Se postularmos e constatarmos graus diferentes de analisibilidade entre pessoas, deveremos questionar critérios estabelecidos como o número de sessões necessárias, por exemplo. Mas como avaliar da função analítica da personalidade e, de acordo com sua extensão dentro das pessoas, como estabelecer os parâmetros da análise a ser realizada?
Tal pergunta se desdobra graças ao critério de aplicação do objeto psicanalítico, nas três áreas descritas como mitos, sentidos e paixões. É fato que uma integração das três áreas vai gerar uma interpretação analítica e, podemos entendê-la como experiência emocional, todavia, o problema será sempre como colocar em linguagem essa experiência. Envolve criatividade através de imaginação.
Portanto, podemos dizer que a obra de Bion coloca em jogo “revelações” psicanalíticas que produzem transformações no decorrer de uma prática responsável na mobilização emocional que caracteriza o vínculo analítico.
Finalmente, é importante ressaltar que a busca da verdade consiste no cerne da prática psicanalítica e está implícita na solidão do trabalho analítico, com uma vida própria, uma vida de criação, uma história imanente e, que é apenas em função de seus próprios problemas, de sua própria história, que ela pode ser compreendida por quem por ela se interessar. Foi sempre nesse sentido que a psicanálise conseguiu romper com a cientificidade que sempre existiu com relação ao conhecimento da realidade psíquica. Pois, não se trata apenas de uma questão de objeto novo; trata-se de todo um novo modo de pensar que deve constantemente ser resgatado.
A psicanálise em Bion não deu apenas um novo conteúdo à história da verdade, mas trouxe uma nova maneira de colocar os problemas. É neste campo que se situa o novo paradigma do objeto psicanalítico.
Notas:
(1) Heisenberg, W.; Física e Filosofia, citado por Bion
(2) Roger Money-Kyrle usou esse mesmo modelo em seu livro The Unconscious as Infinite Sets.
(3) “If we attribute a significant importance to the birth´s caesura, then we have to consider what language the fetus ready to be born speaks or understands.

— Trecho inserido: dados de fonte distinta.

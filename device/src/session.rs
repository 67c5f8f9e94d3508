//! Per-device session context
//!
//! One [`SeestarSession`] per telescope. It owns the transport, the command id
//! counter, the response cache and the event state store, so several devices
//! in one process never share state.

use crate::callbacks::{BatteryWatch, CallbackAction, EventCallback, SensorTempWatch};
use crate::config::{
    DeviceConfig, ImagingConfig, ReconnectConfig, SeestarConfig, SessionTimeoutConfig, SiteConfig,
};
use crate::correlator::{CommandIds, ResponseCache};
use crate::event_state::EventStateStore;
use crate::ops::polar_align::corrected_pa_error;
use crate::protocol::{
    events, methods, response_failed, Command, CommandResult, InboundMessage, OpState,
    SYNC_TIMEOUT_RESULT,
};
use crate::transport::{ConnectionEvent, Transport};
use crate::watch::WatchTasks;
use crate::{EVENT_HISTORY_CAPACITY, FIRST_COMMAND_ID, RESPONSE_CACHE_CAPACITY};
use serde::{Deserialize, Serialize};
use serde_json::{json, Map, Value};
use std::sync::atomic::{AtomicBool, AtomicI64, Ordering};
use std::sync::{Arc, Mutex, RwLock};
use std::time::Duration;
use tokio::sync::broadcast;
use tokio_util::sync::CancellationToken;
use tracing::{debug, info, warn};

/// Firmware above which the device supports guest-mode control claims
pub const GUEST_MODE_MIN_FIRMWARE: i64 = 2300;

/// Sky position in the true (un-offset) frame
#[derive(Debug, Clone, Copy, PartialEq, Default, Serialize, Deserialize)]
pub struct SkyPosition {
    /// Hours
    pub ra: f64,
    /// Degrees
    pub dec: f64,
}

/// Plate-solve bookkeeping for a polar-alignment session
#[derive(Debug, Clone, Default)]
pub struct PolarAlignTracker {
    pub in_session: bool,
    pub auto_retry: bool,
    /// First solve of the session
    pub reference: Option<SkyPosition>,
    /// Latest successful solve
    pub current: Option<SkyPosition>,
    pub solve_failed: bool,
}

/// Remote-control session for one Seestar
pub struct SeestarSession {
    pub(crate) name: String,
    pub(crate) device: DeviceConfig,
    pub(crate) site: RwLock<SiteConfig>,
    pub(crate) imaging: ImagingConfig,
    pub(crate) timeouts: SessionTimeoutConfig,
    pub(crate) reconnect: ReconnectConfig,
    pub(crate) transport: Transport,
    ids: CommandIds,
    responses: ResponseCache,
    events: Arc<EventStateStore>,
    position: RwLock<SkyPosition>,
    below_horizon_dec_offset: RwLock<f64>,
    firmware_ver_int: AtomicI64,
    pub(crate) custom_goto_state: RwLock<OpState>,
    /// Stop signal for a running auto-center loop
    pub(crate) goto_control: Mutex<Option<CancellationToken>>,
    pub(crate) polar: Mutex<PolarAlignTracker>,
    /// Raw (x, y) polar-alignment error from the last `EqModePA` completion
    pa_error: Mutex<Option<(f64, f64)>>,
    view_state: RwLock<Value>,
    is_stacking: AtomicBool,
    callbacks: Mutex<Vec<Box<dyn EventCallback>>>,
    pub(crate) watch_tasks: tokio::sync::Mutex<Option<WatchTasks>>,
    pub(crate) solve_retry_delay: Duration,
}
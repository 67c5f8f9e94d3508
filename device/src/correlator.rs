//! Request/response correlation
//!
//! Every outbound command gets a fresh id. The receiver task files responses
//! into a bounded insertion-ordered cache; synchronous callers wait on it by
//! id. Waiters are woken through a `watch` version counter and fall back to a
//! fixed poll interval, so a missed wake-up costs at most one interval.

use serde_json::Value;
use std::collections::{HashMap, VecDeque};
use std::sync::atomic::{AtomicU64, Ordering};
use std::sync::Mutex;
use std::time::Duration;
use tokio::sync::watch;
use tokio::time::{timeout, Instant};
use tracing::warn;

/// Monotonic command id source
#[derive(Debug)]
pub struct CommandIds {
    next: AtomicU64,
}

impl CommandIds {
    pub fn starting_at(first: u64) -> Self {
        Self {
            next: AtomicU64::new(first),
        }
    }

    /// Take the next id; never returns the same value twice
    pub fn next_id(&self) -> u64 {
        self.next.fetch_add(1, Ordering::SeqCst)
    }

    /// The id the next call will return
    pub fn peek(&self) -> u64 {
        self.next.load(Ordering::SeqCst)
    }
}

#[derive(Debug, Default)]
struct CacheInner {
    values: HashMap<u64, Value>,
    order: VecDeque<u64>,
}

/// Fixed-capacity response store, evicting the oldest insertion first
#[derive(Debug)]
pub struct ResponseCache {
    capacity: usize,
    inner: Mutex<CacheInner>,
    version: watch::Sender<u64>,
}

impl ResponseCache {
    pub fn new(capacity: usize) -> Self {
        let (version, _) = watch::channel(0);
        Self {
            capacity: capacity.max(1),
            inner: Mutex::new(CacheInner::default()),
            version,
        }
    }

    pub fn capacity(&self) -> usize {
        self.capacity
    }

    /// Store the response for `id`, evicting the oldest entry when full
    pub fn insert(&self, id: u64, response: Value) {
        {
            let mut inner = self.lock();
            if inner.values.insert(id, response).is_none() {
                inner.order.push_back(id);
                while inner.order.len() > self.capacity {
                    if let Some(oldest) = inner.order.pop_front() {
                        inner.values.remove(&oldest);
                    }
                }
            }
        }
        self.version.send_modify(|v| *v = v.wrapping_add(1));
    }

    pub fn get(&self, id: u64) -> Option<Value> {
        self.lock().values.get(&id).cloned()
    }

    pub fn contains(&self, id: u64) -> bool {
        self.lock().values.contains_key(&id)
    }

    pub fn len(&self) -> usize {
        self.lock().order.len()
    }

    pub fn is_empty(&self) -> bool {
        self.len() == 0
    }

    /// Ids currently held, oldest first
    pub fn ids(&self) -> Vec<u64> {
        self.lock().order.iter().copied().collect()
    }

    /// Wait until a response for `id` arrives or `limit` elapses
    ///
    /// Logs a slow warning every `slow_after` while still waiting.
    pub async fn wait_for(
        &self,
        id: u64,
        method: &str,
        poll_interval: Duration,
        slow_after: Duration,
        limit: Duration,
    ) -> Option<Value> {
        let mut changes = self.version.subscribe();
        let start = Instant::now();
        let mut next_warning = slow_after;

        loop {
            if let Some(response) = self.get(id) {
                return Some(response);
            }

            let elapsed = start.elapsed();
            if elapsed >= limit {
                return None;
            }
            if !slow_after.is_zero() && elapsed >= next_warning {
                warn!(
                    "SLOW message response. {:.1}s elapsed waiting for {} (id {})",
                    elapsed.as_secs_f64(),
                    method,
                    id
                );
                next_warning += slow_after;
            }

            let wait = poll_interval.min(limit - elapsed);
            let _ = timeout(wait, changes.changed()).await;
        }
    }

    fn lock(&self) -> std::sync::MutexGuard<'_, CacheInner> {
        self.inner.lock().unwrap_or_else(|poisoned| poisoned.into_inner())
    }
}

We are not reaching the point of analyzing fetus ready to be born, but we have to analyze grown up children. People come to us probably because of despair. In reality, they do not believe that anything could be made for them and are in a turbulent state”.
(4) Uma analisanda descreveu esta experiência comparando o analista a um bruxo que vai mexendo o caldeirão da história, e após colocar as coisas mais estranhas, aparentemente sem ligação umas com as outras, sempre surpreende com uma novidade, uma criação que integra.
(5) A complexidade destes processos se sucede continuamente: a verdade é inatingível. Não há nem mesmo definição do que seja isso. Não adianta buscar o consenso universal, a teoria da evidência, a convenção entre as pessoas, o critério de convergência intelectual ou o pragmatismo pelo sucesso. Todos os critérios se reduzem a hipóteses filosóficas sobre a teoria do conhecimento ou sobre a epistemologia propriamente dita. Uma solução é utilizar a verdade não como modelo, mas como metáfora, tal como postulou Paul Ricouer. A verdade metafórica nada mais é do que uma faceta da complexidade que é preciso levar em conta nessa visão da análise como função da personalidade.
(6) Bion coloca no objeto psicanalítico não uma contraposição entre narcisismo e Édipo, mas narcisismo versus social-ismo que entendemos como polo espectral de aquisição dos conceitos de autonomia social.